Running tuple(some_tuple) returns immediately itself. Since tuples are immutable, they do not have to be copied:

>>> a = (10, 20, 30)
>>> b = tuple(a)
>>> a is b
True

In contrast, list(some_list) requires all the data to be copied to a new list:

>>> a = [10, 20, 30]
>>> b = list(a)
>>> a is b
False

Tuples do not over-allocate

Since a tuple's size is fixed, it can be stored more compactly than lists which need to over-allocate to make append() operations efficient.

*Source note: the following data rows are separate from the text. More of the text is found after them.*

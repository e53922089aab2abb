//! Line detection on binary edge maps.
//!
//! Modules
//! - [`hough`] – standard Hough lines ([`PolarLine`]) from `imageproc`, plus
//!   the lane band filter and row spanning used by the confirmation mask.
//! - [`segments`] – [`HoughSegmentDetector`], a probabilistic-style detector
//!   turning standard Hough lines into finite segments.
//! - [`threshold`] – the adaptive vote controller driving the standard pass.
//!
//! The geometric core only sees the [`LineDetector`] contract: an edge map and
//! [`DetectParams`] in, raw [`LineSegment`]s out. Any closure with the same
//! shape implements it, which keeps the pipeline testable with canned
//! detections.

pub mod hough;
pub mod segments;
pub mod threshold;

pub use hough::{in_lane_band, span_rows, standard_lines, PolarLine};
pub use segments::HoughSegmentDetector;
pub use threshold::{AdaptiveThreshold, SeedPersistence, ThresholdParams, ThresholdRun, VoteSeed};

use crate::geometry::LineSegment;
use crate::image::MaskU8;
use serde::{Deserialize, Serialize};

/// Knobs handed to a [`LineDetector`] on every call.
#[derive(Clone, Copy, Debug, PartialEq, Serialize, Deserialize)]
#[serde(rename_all = "camelCase")]
pub struct DetectParams {
    /// A line needs more than this many votes.
    pub vote_threshold: u32,
    /// Shortest segment reported, in pixels.
    pub min_length: f64,
    /// Largest run of missing pixels bridged inside one segment.
    pub max_gap: u32,
}

impl Default for DetectParams {
    fn default() -> Self {
        Self {
            vote_threshold: 90,
            min_length: 250.0,
            max_gap: 120,
        }
    }
}

/// Converts an edge map into raw line segments.
pub trait LineDetector {
    fn detect(&self, edges: &MaskU8, params: &DetectParams) -> Vec<LineSegment>;
}

impl<F> LineDetector for F
where
    F: Fn(&MaskU8, &DetectParams) -> Vec<LineSegment>,
{
    fn detect(&self, edges: &MaskU8, params: &DetectParams) -> Vec<LineSegment> {
        self(edges, params)
    }
}
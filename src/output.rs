//! Intercept records: one `name,left,right` line per decoded frame.
use crate::image::io::ensure_parent_dir;
use crate::lanes::LaneCandidates;
use serde::Serialize;
use std::fmt;
use std::fs::File;
use std::io::{self, BufWriter, Write};
use std::path::Path;

/// Placeholder printed for a side without a lane.
pub const MISSING: &str = "None";

#[derive(Clone, Debug, PartialEq, Eq, Serialize)]
pub struct FrameRecord {
    pub frame: String,
    pub left: Option<i32>,
    pub right: Option<i32>,
}

impl FrameRecord {
    pub fn new(frame: impl Into<String>, lanes: &LaneCandidates) -> Self {
        Self {
            frame: frame.into(),
            left: lanes.left_x(),
            right: lanes.right_x(),
        }
    }
}

struct Side(Option<i32>);

impl fmt::Display for Side {
    fn fmt(&self, f: &mut fmt::Formatter<'_>) -> fmt::Result {
        match self.0 {
            Some(x) => write!(f, "{x}"),
            None => f.write_str(MISSING),
        }
    }
}

impl fmt::Display for FrameRecord {
    fn fmt(&self, f: &mut fmt::Formatter<'_>) -> fmt::Result {
        write!(f, "{},{},{}", self.frame, Side(self.left), Side(self.right))
    }
}

/// Line-oriented record sink.
pub struct InterceptWriter<W: Write> {
    out: W,
    rows: usize,
}

impl<W: Write> InterceptWriter<W> {
    pub fn new(out: W) -> Self {
        Self { out, rows: 0 }
    }

    pub fn write_record(&mut self, record: &FrameRecord) -> io::Result<()> {
        writeln!(self.out, "{record}")?;
        self.rows += 1;
        Ok(())
    }

    /// Records written so far.
    pub fn rows(&self) -> usize {
        self.rows
    }

    /// Flushes and hands back the underlying sink.
    pub fn finish(mut self) -> io::Result<W> {
        self.out.flush()?;
        Ok(self.out)
    }
}

impl InterceptWriter<BufWriter<File>> {
    /// Creates (or truncates) the CSV file at `path`.
    pub fn create(path: &Path) -> Result<Self, String> {
        ensure_parent_dir(path)?;
        let file = File::create(path)
            .map_err(|e| format!("Failed to create {}: {e}", path.display()))?;
        Ok(Self::new(BufWriter::new(file)))
    }
}

#[cfg(test)]
mod tests {
    use super::*;
    use crate::lanes::Intercept;

    fn hit(x: i32) -> Intercept {
        Intercept {
            x,
            y: 300,
            anchor: [x, 0],
        }
    }

    #[test]
    fn absent_sides_print_none() {
        let lanes = LaneCandidates {
            left: Some(hit(10)),
            right: None,
        };
        let record = FrameRecord::new("f1.png", &lanes);
        assert_eq!(record.to_string(), "f1.png,10,None");

        let empty = FrameRecord::new("f2.png", &LaneCandidates::default());
        assert_eq!(empty.to_string(), "f2.png,None,None");
    }

    #[test]
    fn negative_and_large_values_are_printed_verbatim() {
        let lanes = LaneCandidates {
            left: Some(hit(-35)),
            right: Some(hit(10_400)),
        };
        assert_eq!(FrameRecord::new("a", &lanes).to_string(), "a,-35,10400");
    }

    #[test]
    fn writer_emits_one_line_per_record() {
        let mut writer = InterceptWriter::new(Vec::new());
        let lanes = LaneCandidates {
            left: Some(hit(10)),
            right: Some(hit(190)),
        };
        writer
            .write_record(&FrameRecord::new("a.png", &lanes))
            .unwrap();
        writer
            .write_record(&FrameRecord::new("b.png", &LaneCandidates::default()))
            .unwrap();
        assert_eq!(writer.rows(), 2);
        let bytes = writer.finish().unwrap();
        assert_eq!(
            String::from_utf8(bytes).unwrap(),
            "a.png,10,190\nb.png,None,None\n"
        );
    }
}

This gives tuples a nice space advantage:

>>> import sys
>>> sys.getsizeof(tuple(iter(range(10))))
128
>>> sys.getsizeof(list(iter(range(10))))
200

Here is the comment from Objects/listobject.c that explains what lists are doing:

/* This over-allocates proportional to the list size, making room
 * for additional growth.  The over-allocation is mild, but is
 * enough to give linear-time amortized behavior over a long
 * sequence of appends() in the presence of a poorly-performing
 * system realloc().
 * The growth pattern is:  0, 4, 8, 16, 25, 35, 46, 58, 72, 88, ...
 * Note: new_allocated won't overflow because the largest possible value
 *       is PY_SSIZE_T_MAX * (9 / 8) + 6 which always fits in a size_t.
 */

Tuples refer directly to their elements

References to objects are incorporated directly in a tuple object. In contrast, lists have an extra layer of indirection to an external array of pointers.

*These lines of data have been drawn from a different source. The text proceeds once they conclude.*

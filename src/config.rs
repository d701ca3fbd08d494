//! Tracker configuration
//!
//! [`TrackerConfig`] is the in-code configuration handed to
//! [`RequestTracker`](crate::tracker::RequestTracker). Its serializable
//! subset, [`TrackerSettings`], can be loaded from a TOML file and
//! overridden from the environment.

use crate::error::{ConfigError, ConfigResult};
use crate::session::SessionData;
use serde::{Deserialize, Serialize};
use std::fmt;
use std::path::Path;
use std::sync::Arc;

/// Hook invoked with the finalized session, before any caller callback
pub type EndRequestHook = Arc<dyn Fn(&SessionData) + Send + Sync>;

/// What `record`/`stop` do once a session has been finalized
#[derive(Debug, Clone, Copy, PartialEq, Eq, Default, Serialize, Deserialize)]
#[serde(rename_all = "lowercase")]
pub enum ClosedPolicy {
    /// Warn and leave the session untouched
    #[default]
    Reject,
    /// Keep mutating events; totals stay frozen
    Allow,
}

impl std::str::FromStr for ClosedPolicy {
    type Err = String;

    fn from_str(s: &str) -> Result<Self, Self::Err> {
        match s.trim().to_ascii_lowercase().as_str() {
            "reject" => Ok(Self::Reject),
            "allow" => Ok(Self::Allow),
            other => Err(other.to_string()),
        }
    }
}

/// Tracker configuration
///
/// # Example
/// ```
/// use reqtime::config::TrackerConfig;
///
/// let config = TrackerConfig::default()
///     .verbose(true)
///     .on_end_request(|data| println!("{} took {:?}ms", data.url, data.total_elapsed_ms));
/// assert!(config.is_verbose());
/// ```
#[derive(Clone, Default)]
pub struct TrackerConfig {
    verbose: bool,
    closed_policy: ClosedPolicy,
    on_end_request: Option<EndRequestHook>,
}

impl TrackerConfig {
    pub fn new() -> Self {
        Self::default()
    }

    /// Log every successful `stop` as `<name>: (<ms>ms)`
    pub fn verbose(mut self, verbose: bool) -> Self {
        self.verbose = verbose;
        self
    }

    pub fn closed_policy(mut self, policy: ClosedPolicy) -> Self {
        self.closed_policy = policy;
        self
    }

    pub fn on_end_request<F>(mut self, hook: F) -> Self
    where
        F: Fn(&SessionData) + Send + Sync + 'static,
    {
        self.on_end_request = Some(Arc::new(hook));
        self
    }

    /// Apply loaded settings, keeping the configured hook
    pub fn with_settings(mut self, settings: &TrackerSettings) -> Self {
        self.verbose = settings.verbose;
        self.closed_policy = settings.closed_policy;
        self
    }

    pub fn is_verbose(&self) -> bool {
        self.verbose
    }

    pub fn policy(&self) -> ClosedPolicy {
        self.closed_policy
    }

    pub fn end_request_hook(&self) -> Option<&EndRequestHook> {
        self.on_end_request.as_ref()
    }
}

impl fmt::Debug for TrackerConfig {
    fn fmt(&self, f: &mut fmt::Formatter<'_>) -> fmt::Result {
        f.debug_struct("TrackerConfig")
            .field("verbose", &self.verbose)
            .field("closed_policy", &self.closed_policy)
            .field("on_end_request", &self.on_end_request.is_some())
            .finish()
    }
}

/// Serializable tracker settings
///
/// ```toml
/// verbose = true
/// closed_policy = "allow"
/// ```
#[derive(Debug, Clone, Copy, PartialEq, Eq, Default, Serialize, Deserialize)]
#[serde(default)]
pub struct TrackerSettings {
    pub verbose: bool,
    pub closed_policy: ClosedPolicy,
}

pub const ENV_VERBOSE: &str = "REQTIME_VERBOSE";
pub const ENV_CLOSED_POLICY: &str = "REQTIME_CLOSED_POLICY";

impl TrackerSettings {
    pub fn from_toml_str(input: &str) -> ConfigResult<Self> {
        Ok(toml::from_str(input)?)
    }

    pub fn from_file(path: &Path) -> ConfigResult<Self> {
        let input = std::fs::read_to_string(path).map_err(|source| ConfigError::Read {
            path: path.display().to_string(),
            source,
        })?;
        Self::from_toml_str(&input)
    }

    /// Override fields from `REQTIME_VERBOSE` and `REQTIME_CLOSED_POLICY`
    pub fn apply_env(mut self) -> ConfigResult<Self> {
        if let Ok(value) = std::env::var(ENV_VERBOSE) {
            self.verbose = parse_bool(&value).ok_or(ConfigError::InvalidEnv {
                var: ENV_VERBOSE,
                value,
                expected: "true or false",
            })?;
        }

        if let Ok(value) = std::env::var(ENV_CLOSED_POLICY) {
            self.closed_policy = value.parse().map_err(|_| ConfigError::InvalidEnv {
                var: ENV_CLOSED_POLICY,
                value,
                expected: "reject or allow",
            })?;
        }

        Ok(self)
    }
}

fn parse_bool(value: &str) -> Option<bool> {
    match value.trim().to_ascii_lowercase().as_str() {
        "1" | "true" | "yes" | "on" => Some(true),
        "0" | "false" | "no" | "off" => Some(false),
        _ => None,
    }
}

This gives tuples a small speed advantage for indexed lookups and unpacking:

$ python3.6 -m timeit -s 'a = (10, 20, 30)' 'a[1]'
10000000 loops, best of 3: 0.0304 usec per loop
$ python3.6 -m timeit -s 'a = [10, 20, 30]' 'a[1]'
10000000 loops, best of 3: 0.0309 usec per loop

$ python3.6 -m timeit -s 'a = (10, 20, 30)' 'x, y, z = a'
10000000 loops, best of 3: 0.0249 usec per loop
$ python3.6 -m timeit -s 'a = [10, 20, 30]' 'x, y, z = a'
10000000 loops, best of 3: 0.0251 usec per loop

Here is how the tuple (10, 20) is stored:

    typedef struct {
        Py_ssize_t ob_refcnt;
        struct _typeobject *ob_type;
        Py_ssize_t ob_size;
        PyObject *ob_item[2];     /* store a pointer to 10 and a pointer to 20 */
    } PyTupleObject;

Here is how the list [10, 20] is stored:

    PyObject arr[2];              /* store a pointer to 10 and a pointer to 20 */

    typedef struct {
        Py_ssize_t ob_refcnt;
        struct _typeobject *ob_type;
        Py_ssize_t ob_size;
        PyObject **ob_item = arr; /* store a pointer to the two-pointer array */
        Py_ssize_t allocated;
    } PyListObject;

Note that the tuple object incorporates the two data pointers directly while the list object has an additional layer of indirection to an external array holding the two data pointers.